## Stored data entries
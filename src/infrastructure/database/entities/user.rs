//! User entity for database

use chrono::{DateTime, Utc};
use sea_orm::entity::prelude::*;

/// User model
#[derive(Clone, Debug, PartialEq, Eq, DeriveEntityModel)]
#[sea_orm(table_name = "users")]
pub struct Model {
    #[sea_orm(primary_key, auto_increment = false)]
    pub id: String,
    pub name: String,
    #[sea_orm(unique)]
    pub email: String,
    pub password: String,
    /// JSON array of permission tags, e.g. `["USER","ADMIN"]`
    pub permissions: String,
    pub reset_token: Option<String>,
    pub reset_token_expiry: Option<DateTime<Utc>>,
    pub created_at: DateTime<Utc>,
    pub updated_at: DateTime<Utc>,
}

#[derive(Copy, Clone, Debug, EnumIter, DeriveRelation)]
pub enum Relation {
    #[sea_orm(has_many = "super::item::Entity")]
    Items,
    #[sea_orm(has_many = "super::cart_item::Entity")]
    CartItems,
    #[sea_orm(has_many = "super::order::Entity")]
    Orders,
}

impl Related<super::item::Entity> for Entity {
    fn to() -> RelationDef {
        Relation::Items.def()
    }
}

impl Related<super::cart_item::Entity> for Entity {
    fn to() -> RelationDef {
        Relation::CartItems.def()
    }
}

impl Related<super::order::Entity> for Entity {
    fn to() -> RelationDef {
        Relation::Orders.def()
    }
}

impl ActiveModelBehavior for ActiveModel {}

## Your assignment
Retype all of the entries precisely as they are.

## Result of the task
filename src/infrastructure/database/entities/user.rs
//! User entity for database

use chrono::{DateTime, Utc};
use sea_orm::entity::prelude::*;

/// User model
#[derive(Clone, Debug, PartialEq, Eq, DeriveEntityModel)]
#[sea_orm(table_name = "users")]
pub struct Model {
    #[sea_orm(primary_key, auto_increment = false)]
    pub id: String,
    pub name: String,
    #[sea_orm(unique)]
    pub email: String,
    pub password: String,
    /// JSON array of permission tags, e.g. `["USER","ADMIN"]`
    pub permissions: String,
    pub reset_token: Option<String>,
    pub reset_token_expiry: Option<DateTime<Utc>>,
    pub created_at: DateTime<Utc>,
    pub updated_at: DateTime<Utc>,
}

#[derive(Copy, Clone, Debug, EnumIter, DeriveRelation)]
pub enum Relation {
    #[sea_orm(has_many = "super::item::Entity")]
    Items,
    #[sea_orm(has_many = "super::cart_item::Entity")]
    CartItems,
    #[sea_orm(has_many = "super::order::Entity")]
    Orders,
}

impl Related<super::item::Entity> for Entity {
    fn to() -> RelationDef {
        Relation::Items.def()
    }
}

impl Related<super::cart_item::Entity> for Entity {
    fn to() -> RelationDef {
        Relation::CartItems.def()
    }
}

impl Related<super::order::Entity> for Entity {
    fn to() -> RelationDef {
        Relation::Orders.def()
    }
}

impl ActiveModelBehavior for ActiveModel {}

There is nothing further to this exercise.